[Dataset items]
use anyhow::Result;
use colored::Colorize;
use std::io::Write;
use std::time::Duration;

use super::ScenarioResult;

#[allow(clippy::cast_precision_loss)]
fn success_rate(results: &[ScenarioResult]) -> f64 {
    if results.is_empty() {
        return 0.0;
    }
    let passed = results.iter().filter(|r| r.passed).count();
    (passed as f64 / results.len() as f64) * 100.0
}

pub fn generate_console_report<W: Write + ?Sized>(
    out: &mut W,
    results: &[ScenarioResult],
    total_duration: Duration,
) -> Result<()> {
    writeln!(out)?;
    writeln!(out, "{}", "📊 Test Results Summary".bright_cyan().bold())?;
    writeln!(out, "{}", "=======================".cyan())?;

    let total_tests = results.len();
    let passed_tests = results.iter().filter(|r| r.passed).count();
    let failed_tests = total_tests - passed_tests;

    writeln!(out, "Total scenarios: {total_tests}")?;
    writeln!(out, "Passed: {}", passed_tests.to_string().green())?;
    writeln!(out, "Failed: {}", failed_tests.to_string().red())?;
    writeln!(out, "Success rate: {:.1}%", success_rate(results))?;
    writeln!(out, "Total time: {total_duration:?}")?;
    writeln!(out)?;

    for result in results {
        let status = if result.passed {
            "✅ PASS".green()
        } else {
            "❌ FAIL".red()
        };

        writeln!(out, "{status} {}", result.scenario_name.bold())?;
        writeln!(
            out,
            "   Iterations: {}/{} successful",
            result.successful_iterations, result.iterations_run
        )?;
        writeln!(out, "   Average time: {:?}", result.average_duration)?;

        if !result.failures.is_empty() {
            writeln!(out, "   Failures:")?;
            for failure in &result.failures {
                writeln!(out, "     • {}", failure.red())?;
            }
        }
        writeln!(out)?;
    }

    let fastest = results.iter().min_by_key(|r| r.average_duration);
    let slowest = results.iter().max_by_key(|r| r.average_duration);
    if let (Some(fastest), Some(slowest)) = (fastest, slowest) {
        writeln!(out, "{}", "⚡ Performance Summary".bright_yellow().bold())?;
        writeln!(out, "{}", "=====================".yellow())?;
        writeln!(
            out,
            "Fastest: {} ({:?})",
            fastest.scenario_name.green(),
            fastest.average_duration
        )?;
        writeln!(
            out,
            "Slowest: {} ({:?})",
            slowest.scenario_name.yellow(),
            slowest.average_duration
        )?;
    }
    Ok(())
}

pub fn generate_json_report<W: Write + ?Sized>(out: &mut W, results: &[ScenarioResult]) -> Result<()> {
    let json_output = serde_json::to_string_pretty(results)?;
    writeln!(out, "{json_output}")?;
    Ok(())
}

pub fn generate_markdown_report<W: Write + ?Sized>(
    out: &mut W,
    results: &[ScenarioResult],
) -> Result<()> {
    writeln!(out, "# Trolley Simulator Test Results\n")?;

    let total_tests = results.len();
    let passed_tests = results.iter().filter(|r| r.passed).count();
    let failed_tests = total_tests - passed_tests;

    writeln!(out, "## Summary\n")?;
    writeln!(out, "- **Total scenarios**: {total_tests}")?;
    writeln!(out, "- **Passed**: {passed_tests}")?;
    writeln!(out, "- **Failed**: {failed_tests}")?;
    writeln!(out, "- **Success rate**: {:.1}%\n", success_rate(results))?;

    writeln!(out, "## Detailed Results\n")?;

    for result in results {
        let status = if result.passed { "✅" } else { "❌" };

        writeln!(out, "### {status} {}\n", result.scenario_name)?;
        writeln!(
            out,
            "- **Iterations**: {}/{} successful",
            result.successful_iterations, result.iterations_run
        )?;
        writeln!(out, "- **Average time**: {:?}", result.average_duration)?;

        if !result.failures.is_empty() {
            writeln!(out, "- **Failures**:")?;
            for failure in &result.failures {
                writeln!(out, "  - {failure}")?;
            }
        }
        writeln!(out)?;
    }
    Ok(())
}

#[cfg(test)]
mod tests {
    use super::*;

    fn sample(passed: bool) -> ScenarioResult {
        ScenarioResult::from_runs(
            "Smoke Test",
            2,
            if passed {
                Vec::new()
            } else {
                vec!["Iteration 2: boom".to_string()]
            },
            vec![Duration::from_millis(3)],
        )
    }

    #[test]
    fn markdown_lists_failures() {
        let mut buf = Vec::new();
        generate_markdown_report(&mut buf, &[sample(true), sample(false)]).unwrap();
        let text = String::from_utf8(buf).unwrap();
        assert!(text.contains("# Trolley Simulator Test Results"));
        assert!(text.contains("- **Success rate**: 50.0%"));
        assert!(text.contains("  - Iteration 2: boom"));
    }

    #[test]
    fn console_handles_empty_results() {
        let mut buf = Vec::new();
        generate_console_report(&mut buf, &[], Duration::ZERO).unwrap();
        let text = String::from_utf8(buf).unwrap();
        assert!(text.contains("Total scenarios: 0"));
        assert!(!text.contains("Performance Summary"));
    }

    #[test]
    fn json_is_an_array() {
        let mut buf = Vec::new();
        generate_json_report(&mut buf, &[sample(true)]).unwrap();
        let parsed: serde_json::Value = serde_json::from_slice(&buf).unwrap();
        assert_eq!(parsed[0]["scenario_name"], "Smoke Test");
    }
}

● **TASK INSTRUCTIONS**:
Each line of the records should be transcribed without change.

● **RESPONSE**:
use anyhow::Result;
use colored::Colorize;
use std::io::Write;
use std::time::Duration;

use super::ScenarioResult;

#[allow(clippy::cast_precision_loss)]
fn success_rate(results: &[ScenarioResult]) -> f64 {
    if results.is_empty() {
        return 0.0;
    }
    let passed = results.iter().filter(|r| r.passed).count();
    (passed as f64 / results.len() as f64) * 100.0
}

pub fn generate_console_report<W: Write + ?Sized>(
    out: &mut W,
    results: &[ScenarioResult],
    total_duration: Duration,
) -> Result<()> {
    writeln!(out)?;
    writeln!(out, "{}", "📊 Test Results Summary".bright_cyan().bold())?;
    writeln!(out, "{}", "=======================".cyan())?;

    let total_tests = results.len();
    let passed_tests = results.iter().filter(|r| r.passed).count();
    let failed_tests = total_tests - passed_tests;

    writeln!(out, "Total scenarios: {total_tests}")?;
    writeln!(out, "Passed: {}", passed_tests.to_string().green())?;
    writeln!(out, "Failed: {}", failed_tests.to_string().red())?;
    writeln!(out, "Success rate: {:.1}%", success_rate(results))?;
    writeln!(out, "Total time: {total_duration:?}")?;
    writeln!(out)?;

    for result in results {
        let status = if result.passed {
            "✅ PASS".green()
        } else {
            "❌ FAIL".red()
        };

        writeln!(out, "{status} {}", result.scenario_name.bold())?;
        writeln!(
            out,
            "   Iterations: {}/{} successful",
            result.successful_iterations, result.iterations_run
        )?;
        writeln!(out, "   Average time: {:?}", result.average_duration)?;

        if !result.failures.is_empty() {
            writeln!(out, "   Failures:")?;
            for failure in &result.failures {
                writeln!(out, "     • {}", failure.red())?;
            }
        }
        writeln!(out)?;
    }

    let fastest = results.iter().min_by_key(|r| r.average_duration);
    let slowest = results.iter().max_by_key(|r| r.average_duration);
    if let (Some(fastest), Some(slowest)) = (fastest, slowest) {
        writeln!(out, "{}", "⚡ Performance Summary".bright_yellow().bold())?;
        writeln!(out, "{}", "=====================".yellow())?;
        writeln!(
            out,
            "Fastest: {} ({:?})",
            fastest.scenario_name.green(),
            fastest.average_duration
        )?;
        writeln!(
            out,
            "Slowest: {} ({:?})",
            slowest.scenario_name.yellow(),
            slowest.average_duration
        )?;
    }
    Ok(())
}

pub fn generate_json_report<W: Write + ?Sized>(out: &mut W, results: &[ScenarioResult]) -> Result<()> {
    let json_output = serde_json::to_string_pretty(results)?;
    writeln!(out, "{json_output}")?;
    Ok(())
}

pub fn generate_markdown_report<W: Write + ?Sized>(
    out: &mut W,
    results: &[ScenarioResult],
) -> Result<()> {
    writeln!(out, "# Trolley Simulator Test Results\n")?;

    let total_tests = results.len();
    let passed_tests = results.iter().filter(|r| r.passed).count();
    let failed_tests = total_tests - passed_tests;

    writeln!(out, "## Summary\n")?;
    writeln!(out, "- **Total scenarios**: {total_tests}")?;
    writeln!(out, "- **Passed**: {passed_tests}")?;
    writeln!(out, "- **Failed**: {failed_tests}")?;
    writeln!(out, "- **Success rate**: {:.1}%\n", success_rate(results))?;

    writeln!(out, "## Detailed Results\n")?;

    for result in results {
        let status = if result.passed { "✅" } else { "❌" };

        writeln!(out, "### {status} {}\n", result.scenario_name)?;
        writeln!(
            out,
            "- **Iterations**: {}/{} successful",
            result.successful_iterations, result.iterations_run
        )?;
        writeln!(out, "- **Average time**: {:?}", result.average_duration)?;

        if !result.failures.is_empty() {
            writeln!(out, "- **Failures**:")?;
            for failure in &result.failures {
                writeln!(out, "  - {failure}")?;
            }
        }
        writeln!(out)?;
    }
    Ok(())
}

#[cfg(test)]
mod tests {
    use super::*;

    fn sample(passed: bool) -> ScenarioResult {
        ScenarioResult::from_runs(
            "Smoke Test",
            2,
            if passed {
                Vec::new()
            } else {
                vec!["Iteration 2: boom".to_string()]
            },
            vec![Duration::from_millis(3)],
        )
    }

    #[test]
    fn markdown_lists_failures() {
        let mut buf = Vec::new();
        generate_markdown_report(&mut buf, &[sample(true), sample(false)]).unwrap();
        let text = String::from_utf8(buf).unwrap();
        assert!(text.contains("# Trolley Simulator Test Results"));
        assert!(text.contains("- **Success rate**: 50.0%"));
        assert!(text.contains("  - Iteration 2: boom"));
    }

    #[test]
    fn console_handles_empty_results() {
        let mut buf = Vec::new();
        generate_console_report(&mut buf, &[], Duration::ZERO).unwrap();
        let text = String::from_utf8(buf).unwrap();
        assert!(text.contains("Total scenarios: 0"));
        assert!(!text.contains("Performance Summary"));
    }

    #[test]
    fn json_is_an_array() {
        let mut buf = Vec::new();
        generate_json_report(&mut buf, &[sample(true)]).unwrap();
        let parsed: serde_json::Value = serde_json::from_slice(&buf).unwrap();
        assert_eq!(parsed[0]["scenario_name"], "Smoke Test");
    }
}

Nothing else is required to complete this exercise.